### Exercise details:
Your answer should consist of the lines below that hold the word "span".

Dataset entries
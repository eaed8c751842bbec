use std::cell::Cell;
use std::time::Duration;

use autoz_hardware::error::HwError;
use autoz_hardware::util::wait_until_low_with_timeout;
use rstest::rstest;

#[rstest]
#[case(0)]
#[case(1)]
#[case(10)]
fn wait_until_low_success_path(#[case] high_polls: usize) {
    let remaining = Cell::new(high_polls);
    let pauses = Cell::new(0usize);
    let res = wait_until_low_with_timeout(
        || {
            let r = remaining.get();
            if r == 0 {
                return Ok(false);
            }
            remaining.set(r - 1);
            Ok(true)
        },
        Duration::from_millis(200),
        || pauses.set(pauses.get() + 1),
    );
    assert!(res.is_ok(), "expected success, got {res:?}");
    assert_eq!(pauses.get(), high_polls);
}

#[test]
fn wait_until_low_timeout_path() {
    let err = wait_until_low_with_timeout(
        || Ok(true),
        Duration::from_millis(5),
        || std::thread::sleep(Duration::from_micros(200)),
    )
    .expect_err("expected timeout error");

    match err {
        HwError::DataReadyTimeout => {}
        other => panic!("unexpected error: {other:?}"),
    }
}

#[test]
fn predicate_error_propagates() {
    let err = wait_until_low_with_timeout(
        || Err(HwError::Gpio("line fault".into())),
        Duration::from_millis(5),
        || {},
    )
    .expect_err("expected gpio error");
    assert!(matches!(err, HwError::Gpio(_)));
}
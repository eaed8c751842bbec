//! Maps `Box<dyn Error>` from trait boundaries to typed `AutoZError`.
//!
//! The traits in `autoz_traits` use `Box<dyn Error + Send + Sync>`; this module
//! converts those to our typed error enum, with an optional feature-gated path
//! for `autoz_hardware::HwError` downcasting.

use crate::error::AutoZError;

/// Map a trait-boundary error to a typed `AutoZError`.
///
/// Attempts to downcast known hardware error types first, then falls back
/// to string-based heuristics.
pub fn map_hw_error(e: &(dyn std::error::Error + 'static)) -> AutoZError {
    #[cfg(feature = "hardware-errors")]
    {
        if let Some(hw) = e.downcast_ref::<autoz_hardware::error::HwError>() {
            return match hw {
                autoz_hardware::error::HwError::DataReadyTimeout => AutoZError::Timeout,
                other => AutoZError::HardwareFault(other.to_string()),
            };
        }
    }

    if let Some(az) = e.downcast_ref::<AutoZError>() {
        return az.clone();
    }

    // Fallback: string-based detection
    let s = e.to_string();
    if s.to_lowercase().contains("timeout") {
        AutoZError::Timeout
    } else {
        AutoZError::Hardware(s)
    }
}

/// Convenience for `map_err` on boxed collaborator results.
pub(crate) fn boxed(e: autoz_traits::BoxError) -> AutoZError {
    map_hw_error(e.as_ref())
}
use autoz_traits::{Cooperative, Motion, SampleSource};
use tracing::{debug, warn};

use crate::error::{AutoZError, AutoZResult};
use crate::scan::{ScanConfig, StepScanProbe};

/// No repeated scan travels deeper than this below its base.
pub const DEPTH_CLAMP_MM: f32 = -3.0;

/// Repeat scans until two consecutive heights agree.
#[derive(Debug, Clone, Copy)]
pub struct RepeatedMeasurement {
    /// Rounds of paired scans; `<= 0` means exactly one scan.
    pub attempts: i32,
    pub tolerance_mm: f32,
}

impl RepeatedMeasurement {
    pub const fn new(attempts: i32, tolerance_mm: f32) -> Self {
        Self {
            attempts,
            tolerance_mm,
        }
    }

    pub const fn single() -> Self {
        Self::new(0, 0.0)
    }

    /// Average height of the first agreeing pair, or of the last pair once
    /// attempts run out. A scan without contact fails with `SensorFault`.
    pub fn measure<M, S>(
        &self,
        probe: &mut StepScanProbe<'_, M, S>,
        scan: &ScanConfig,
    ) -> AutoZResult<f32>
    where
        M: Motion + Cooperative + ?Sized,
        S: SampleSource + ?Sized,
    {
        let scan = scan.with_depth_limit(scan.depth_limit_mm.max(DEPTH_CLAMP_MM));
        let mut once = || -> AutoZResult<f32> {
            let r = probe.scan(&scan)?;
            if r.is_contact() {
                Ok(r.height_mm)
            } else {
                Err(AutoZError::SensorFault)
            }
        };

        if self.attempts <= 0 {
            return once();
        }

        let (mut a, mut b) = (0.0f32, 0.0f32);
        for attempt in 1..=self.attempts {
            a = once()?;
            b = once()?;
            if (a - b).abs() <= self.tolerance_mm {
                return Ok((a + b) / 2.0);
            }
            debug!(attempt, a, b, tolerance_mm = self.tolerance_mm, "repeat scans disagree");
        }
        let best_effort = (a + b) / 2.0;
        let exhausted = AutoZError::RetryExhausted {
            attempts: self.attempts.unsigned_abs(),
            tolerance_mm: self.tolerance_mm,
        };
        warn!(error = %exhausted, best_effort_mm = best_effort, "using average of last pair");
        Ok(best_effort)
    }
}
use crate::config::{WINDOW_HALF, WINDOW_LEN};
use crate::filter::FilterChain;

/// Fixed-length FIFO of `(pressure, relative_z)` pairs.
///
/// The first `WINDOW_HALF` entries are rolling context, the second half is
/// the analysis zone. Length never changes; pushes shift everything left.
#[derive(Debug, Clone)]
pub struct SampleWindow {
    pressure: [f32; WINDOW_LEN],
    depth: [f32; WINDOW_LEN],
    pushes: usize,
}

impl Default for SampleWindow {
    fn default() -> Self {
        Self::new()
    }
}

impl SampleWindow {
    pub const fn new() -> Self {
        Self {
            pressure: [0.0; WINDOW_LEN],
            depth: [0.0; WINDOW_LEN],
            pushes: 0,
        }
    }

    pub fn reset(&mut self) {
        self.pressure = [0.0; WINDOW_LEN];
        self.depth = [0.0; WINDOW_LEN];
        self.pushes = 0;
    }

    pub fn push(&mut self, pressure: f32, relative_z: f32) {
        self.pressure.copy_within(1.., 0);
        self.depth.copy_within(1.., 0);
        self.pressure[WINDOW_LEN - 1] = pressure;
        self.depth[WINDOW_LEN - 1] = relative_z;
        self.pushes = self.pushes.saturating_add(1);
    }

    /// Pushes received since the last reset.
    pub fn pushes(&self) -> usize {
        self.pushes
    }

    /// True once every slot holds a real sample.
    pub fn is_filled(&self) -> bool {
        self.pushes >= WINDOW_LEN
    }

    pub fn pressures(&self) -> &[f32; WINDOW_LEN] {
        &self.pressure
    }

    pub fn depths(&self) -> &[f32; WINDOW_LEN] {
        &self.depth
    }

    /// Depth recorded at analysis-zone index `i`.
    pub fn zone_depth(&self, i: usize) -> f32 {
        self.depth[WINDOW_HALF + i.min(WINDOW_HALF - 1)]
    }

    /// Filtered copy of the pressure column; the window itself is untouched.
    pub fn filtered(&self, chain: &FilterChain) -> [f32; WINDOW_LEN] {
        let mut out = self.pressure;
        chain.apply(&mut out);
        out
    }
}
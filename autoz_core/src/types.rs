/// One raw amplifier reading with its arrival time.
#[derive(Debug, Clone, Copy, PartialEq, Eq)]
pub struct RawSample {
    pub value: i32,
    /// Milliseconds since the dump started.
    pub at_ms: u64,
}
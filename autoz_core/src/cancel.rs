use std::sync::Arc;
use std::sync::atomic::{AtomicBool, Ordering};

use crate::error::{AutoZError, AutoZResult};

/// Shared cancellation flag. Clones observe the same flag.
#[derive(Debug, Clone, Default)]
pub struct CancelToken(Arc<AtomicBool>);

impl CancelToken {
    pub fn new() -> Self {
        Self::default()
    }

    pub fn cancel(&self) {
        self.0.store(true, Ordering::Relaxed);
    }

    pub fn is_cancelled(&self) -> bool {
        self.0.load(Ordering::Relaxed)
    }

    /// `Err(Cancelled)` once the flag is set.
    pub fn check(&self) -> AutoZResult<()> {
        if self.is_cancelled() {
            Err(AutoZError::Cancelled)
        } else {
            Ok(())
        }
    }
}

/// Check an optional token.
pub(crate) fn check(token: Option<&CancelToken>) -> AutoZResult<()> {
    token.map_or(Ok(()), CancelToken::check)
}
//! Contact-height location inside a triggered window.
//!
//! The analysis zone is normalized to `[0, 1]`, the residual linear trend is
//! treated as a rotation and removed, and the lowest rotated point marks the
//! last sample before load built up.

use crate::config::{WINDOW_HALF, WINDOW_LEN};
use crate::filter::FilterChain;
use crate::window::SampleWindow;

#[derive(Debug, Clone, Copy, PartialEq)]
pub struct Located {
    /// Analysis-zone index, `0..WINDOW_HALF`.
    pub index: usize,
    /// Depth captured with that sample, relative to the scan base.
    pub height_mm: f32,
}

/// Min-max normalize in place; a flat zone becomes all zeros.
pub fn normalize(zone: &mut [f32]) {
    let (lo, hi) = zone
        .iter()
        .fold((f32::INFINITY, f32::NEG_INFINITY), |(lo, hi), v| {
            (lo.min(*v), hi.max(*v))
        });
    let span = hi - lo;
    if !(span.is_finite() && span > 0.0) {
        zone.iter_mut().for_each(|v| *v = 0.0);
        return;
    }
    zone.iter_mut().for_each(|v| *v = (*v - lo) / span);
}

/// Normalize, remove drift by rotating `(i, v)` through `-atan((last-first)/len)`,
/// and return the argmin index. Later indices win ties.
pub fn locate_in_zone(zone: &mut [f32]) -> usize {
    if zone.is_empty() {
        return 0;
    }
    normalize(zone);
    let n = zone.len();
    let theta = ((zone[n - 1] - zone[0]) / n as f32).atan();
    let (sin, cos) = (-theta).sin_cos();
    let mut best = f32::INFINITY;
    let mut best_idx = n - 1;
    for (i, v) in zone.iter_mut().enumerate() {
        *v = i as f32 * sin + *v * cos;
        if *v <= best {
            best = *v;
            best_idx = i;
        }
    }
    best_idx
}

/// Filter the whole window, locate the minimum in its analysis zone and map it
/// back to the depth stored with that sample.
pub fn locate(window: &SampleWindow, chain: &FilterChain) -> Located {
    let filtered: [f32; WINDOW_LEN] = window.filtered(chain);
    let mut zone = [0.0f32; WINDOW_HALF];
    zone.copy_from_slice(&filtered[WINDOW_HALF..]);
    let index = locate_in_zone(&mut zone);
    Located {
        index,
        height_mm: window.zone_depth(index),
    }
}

---

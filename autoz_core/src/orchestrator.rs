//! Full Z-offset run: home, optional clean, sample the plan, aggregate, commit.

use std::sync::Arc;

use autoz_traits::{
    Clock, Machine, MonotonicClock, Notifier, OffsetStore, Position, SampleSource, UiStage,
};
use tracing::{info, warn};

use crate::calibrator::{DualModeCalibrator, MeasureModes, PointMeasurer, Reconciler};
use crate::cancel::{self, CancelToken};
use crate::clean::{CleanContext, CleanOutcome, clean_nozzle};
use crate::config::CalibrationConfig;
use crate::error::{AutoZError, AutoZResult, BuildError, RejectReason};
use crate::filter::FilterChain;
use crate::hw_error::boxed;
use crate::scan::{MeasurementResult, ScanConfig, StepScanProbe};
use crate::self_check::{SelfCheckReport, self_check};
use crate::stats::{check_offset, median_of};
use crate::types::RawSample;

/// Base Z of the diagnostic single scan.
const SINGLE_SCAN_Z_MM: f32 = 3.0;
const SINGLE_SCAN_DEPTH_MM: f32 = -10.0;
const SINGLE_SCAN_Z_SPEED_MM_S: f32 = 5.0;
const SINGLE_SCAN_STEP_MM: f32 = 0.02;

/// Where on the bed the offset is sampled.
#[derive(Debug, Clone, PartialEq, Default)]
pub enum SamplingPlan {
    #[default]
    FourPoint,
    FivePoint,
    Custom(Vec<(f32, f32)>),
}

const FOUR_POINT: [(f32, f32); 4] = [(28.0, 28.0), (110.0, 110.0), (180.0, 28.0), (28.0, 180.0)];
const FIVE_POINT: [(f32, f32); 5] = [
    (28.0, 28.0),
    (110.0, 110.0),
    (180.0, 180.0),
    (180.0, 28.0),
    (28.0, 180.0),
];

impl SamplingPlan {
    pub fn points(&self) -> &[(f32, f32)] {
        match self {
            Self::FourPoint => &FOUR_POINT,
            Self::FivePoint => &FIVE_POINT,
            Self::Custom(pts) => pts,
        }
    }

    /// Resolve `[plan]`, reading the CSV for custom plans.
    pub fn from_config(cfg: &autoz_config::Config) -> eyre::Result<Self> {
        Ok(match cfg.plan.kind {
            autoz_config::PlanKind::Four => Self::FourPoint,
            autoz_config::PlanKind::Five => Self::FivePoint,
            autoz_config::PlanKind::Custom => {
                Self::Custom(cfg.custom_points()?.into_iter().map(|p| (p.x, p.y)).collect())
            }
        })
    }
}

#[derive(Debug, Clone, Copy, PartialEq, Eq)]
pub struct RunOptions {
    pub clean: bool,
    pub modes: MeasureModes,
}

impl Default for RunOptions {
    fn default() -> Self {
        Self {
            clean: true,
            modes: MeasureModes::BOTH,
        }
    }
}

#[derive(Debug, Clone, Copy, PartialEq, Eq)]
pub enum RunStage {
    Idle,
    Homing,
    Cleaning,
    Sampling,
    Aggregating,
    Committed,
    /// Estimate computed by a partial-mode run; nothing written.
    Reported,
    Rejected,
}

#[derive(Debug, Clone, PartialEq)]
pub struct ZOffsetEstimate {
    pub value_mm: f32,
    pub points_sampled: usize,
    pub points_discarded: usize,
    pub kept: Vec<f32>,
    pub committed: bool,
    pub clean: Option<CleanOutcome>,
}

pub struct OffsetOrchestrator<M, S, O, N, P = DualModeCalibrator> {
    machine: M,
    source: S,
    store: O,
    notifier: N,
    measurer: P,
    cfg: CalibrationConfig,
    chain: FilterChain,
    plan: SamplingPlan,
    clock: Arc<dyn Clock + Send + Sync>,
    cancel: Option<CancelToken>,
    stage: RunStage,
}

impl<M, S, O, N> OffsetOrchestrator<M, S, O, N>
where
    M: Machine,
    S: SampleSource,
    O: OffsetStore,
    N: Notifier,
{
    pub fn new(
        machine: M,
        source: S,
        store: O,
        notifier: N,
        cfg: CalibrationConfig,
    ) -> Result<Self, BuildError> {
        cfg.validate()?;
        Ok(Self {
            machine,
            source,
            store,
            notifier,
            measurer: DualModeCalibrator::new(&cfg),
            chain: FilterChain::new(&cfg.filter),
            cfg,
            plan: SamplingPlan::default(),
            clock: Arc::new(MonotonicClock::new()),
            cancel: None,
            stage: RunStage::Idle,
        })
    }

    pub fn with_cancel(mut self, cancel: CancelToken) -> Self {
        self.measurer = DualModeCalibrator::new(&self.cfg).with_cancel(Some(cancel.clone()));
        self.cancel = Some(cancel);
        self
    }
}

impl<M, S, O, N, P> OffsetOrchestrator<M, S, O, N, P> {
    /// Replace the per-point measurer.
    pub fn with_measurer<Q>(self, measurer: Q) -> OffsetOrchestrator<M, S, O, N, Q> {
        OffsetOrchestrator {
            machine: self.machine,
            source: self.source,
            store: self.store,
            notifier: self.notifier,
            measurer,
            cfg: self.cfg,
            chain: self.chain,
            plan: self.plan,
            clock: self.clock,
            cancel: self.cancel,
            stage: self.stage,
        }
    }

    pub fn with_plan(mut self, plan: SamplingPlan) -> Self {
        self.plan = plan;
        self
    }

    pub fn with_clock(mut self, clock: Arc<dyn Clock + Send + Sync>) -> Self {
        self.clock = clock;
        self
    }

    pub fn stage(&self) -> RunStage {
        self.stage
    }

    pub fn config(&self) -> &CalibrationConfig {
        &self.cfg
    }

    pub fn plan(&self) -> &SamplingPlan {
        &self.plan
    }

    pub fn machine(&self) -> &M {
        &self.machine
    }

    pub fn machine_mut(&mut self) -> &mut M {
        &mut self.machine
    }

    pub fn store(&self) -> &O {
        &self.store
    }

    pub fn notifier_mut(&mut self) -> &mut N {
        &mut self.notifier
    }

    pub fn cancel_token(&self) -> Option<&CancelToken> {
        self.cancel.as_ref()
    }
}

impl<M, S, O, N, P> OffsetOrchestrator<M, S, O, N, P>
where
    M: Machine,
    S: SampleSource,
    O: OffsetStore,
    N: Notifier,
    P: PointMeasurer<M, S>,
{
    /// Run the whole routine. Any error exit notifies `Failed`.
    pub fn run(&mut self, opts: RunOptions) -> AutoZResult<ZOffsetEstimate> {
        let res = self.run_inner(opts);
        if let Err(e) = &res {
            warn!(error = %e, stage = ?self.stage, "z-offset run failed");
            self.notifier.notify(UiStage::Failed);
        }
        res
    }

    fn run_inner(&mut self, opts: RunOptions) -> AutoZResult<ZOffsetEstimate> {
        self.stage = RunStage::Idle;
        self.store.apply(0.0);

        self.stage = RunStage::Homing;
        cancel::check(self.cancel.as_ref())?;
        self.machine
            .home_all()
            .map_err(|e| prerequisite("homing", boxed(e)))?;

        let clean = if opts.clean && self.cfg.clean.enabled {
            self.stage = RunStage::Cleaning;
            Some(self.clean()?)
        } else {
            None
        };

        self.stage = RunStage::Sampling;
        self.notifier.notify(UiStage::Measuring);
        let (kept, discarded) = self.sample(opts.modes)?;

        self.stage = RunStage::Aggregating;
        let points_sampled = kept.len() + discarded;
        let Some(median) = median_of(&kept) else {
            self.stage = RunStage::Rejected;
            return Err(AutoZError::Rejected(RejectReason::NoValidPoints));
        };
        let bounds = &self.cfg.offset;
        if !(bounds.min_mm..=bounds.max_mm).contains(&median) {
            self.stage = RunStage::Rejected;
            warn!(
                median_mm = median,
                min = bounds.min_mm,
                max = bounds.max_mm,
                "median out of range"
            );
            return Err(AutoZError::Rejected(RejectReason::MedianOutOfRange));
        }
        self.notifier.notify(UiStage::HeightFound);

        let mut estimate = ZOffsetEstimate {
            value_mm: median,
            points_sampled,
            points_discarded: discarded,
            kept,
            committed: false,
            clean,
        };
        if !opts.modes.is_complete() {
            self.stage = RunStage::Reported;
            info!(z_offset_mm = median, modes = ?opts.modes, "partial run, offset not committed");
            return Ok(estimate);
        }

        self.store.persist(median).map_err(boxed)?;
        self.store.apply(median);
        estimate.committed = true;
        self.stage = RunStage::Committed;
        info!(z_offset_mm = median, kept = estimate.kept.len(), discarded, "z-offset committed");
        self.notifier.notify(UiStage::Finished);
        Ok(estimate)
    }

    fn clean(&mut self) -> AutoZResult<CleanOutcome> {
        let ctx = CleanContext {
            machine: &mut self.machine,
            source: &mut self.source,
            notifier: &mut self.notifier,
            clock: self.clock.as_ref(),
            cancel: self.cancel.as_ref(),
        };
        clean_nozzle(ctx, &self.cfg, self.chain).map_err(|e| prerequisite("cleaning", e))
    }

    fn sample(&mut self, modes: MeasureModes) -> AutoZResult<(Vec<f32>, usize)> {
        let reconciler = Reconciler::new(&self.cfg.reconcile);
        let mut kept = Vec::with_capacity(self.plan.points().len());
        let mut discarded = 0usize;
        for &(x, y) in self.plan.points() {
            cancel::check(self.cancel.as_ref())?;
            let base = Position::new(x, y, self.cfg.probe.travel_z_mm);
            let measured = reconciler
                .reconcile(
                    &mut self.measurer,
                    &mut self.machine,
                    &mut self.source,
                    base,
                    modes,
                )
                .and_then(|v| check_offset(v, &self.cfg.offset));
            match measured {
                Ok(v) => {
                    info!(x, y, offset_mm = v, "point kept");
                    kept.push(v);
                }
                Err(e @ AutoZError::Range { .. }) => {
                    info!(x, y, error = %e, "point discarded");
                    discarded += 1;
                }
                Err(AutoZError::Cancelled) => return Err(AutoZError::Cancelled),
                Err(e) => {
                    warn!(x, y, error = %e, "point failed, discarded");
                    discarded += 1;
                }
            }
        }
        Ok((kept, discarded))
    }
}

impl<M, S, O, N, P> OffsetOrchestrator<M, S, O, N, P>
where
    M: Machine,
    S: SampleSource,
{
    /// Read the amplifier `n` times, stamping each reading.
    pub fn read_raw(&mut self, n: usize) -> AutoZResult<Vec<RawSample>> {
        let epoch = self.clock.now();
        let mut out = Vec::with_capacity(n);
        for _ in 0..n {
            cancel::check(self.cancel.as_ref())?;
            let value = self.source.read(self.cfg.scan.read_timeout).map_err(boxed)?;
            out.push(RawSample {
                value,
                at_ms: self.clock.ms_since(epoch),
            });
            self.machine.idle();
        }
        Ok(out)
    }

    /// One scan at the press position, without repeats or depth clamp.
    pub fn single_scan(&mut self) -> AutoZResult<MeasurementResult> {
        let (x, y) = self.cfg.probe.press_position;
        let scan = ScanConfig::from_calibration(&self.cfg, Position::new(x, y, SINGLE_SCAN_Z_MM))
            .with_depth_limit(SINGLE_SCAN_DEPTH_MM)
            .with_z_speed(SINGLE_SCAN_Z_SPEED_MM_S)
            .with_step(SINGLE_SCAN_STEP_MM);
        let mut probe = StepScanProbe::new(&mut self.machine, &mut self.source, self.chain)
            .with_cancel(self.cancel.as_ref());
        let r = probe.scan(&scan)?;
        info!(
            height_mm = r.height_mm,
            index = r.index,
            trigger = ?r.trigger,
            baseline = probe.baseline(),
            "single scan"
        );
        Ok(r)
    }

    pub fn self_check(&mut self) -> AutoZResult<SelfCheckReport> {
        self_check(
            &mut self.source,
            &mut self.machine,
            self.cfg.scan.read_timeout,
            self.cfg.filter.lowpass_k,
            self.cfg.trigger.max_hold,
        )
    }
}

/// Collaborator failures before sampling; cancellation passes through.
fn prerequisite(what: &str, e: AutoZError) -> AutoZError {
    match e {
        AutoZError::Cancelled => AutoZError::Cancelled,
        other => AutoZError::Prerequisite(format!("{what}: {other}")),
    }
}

### Response box:
    let span = hi - lo;
    if !(span.is_finite() && span > 0.0) {
    zone.iter_mut().for_each(|v| *v = (*v - lo) / span);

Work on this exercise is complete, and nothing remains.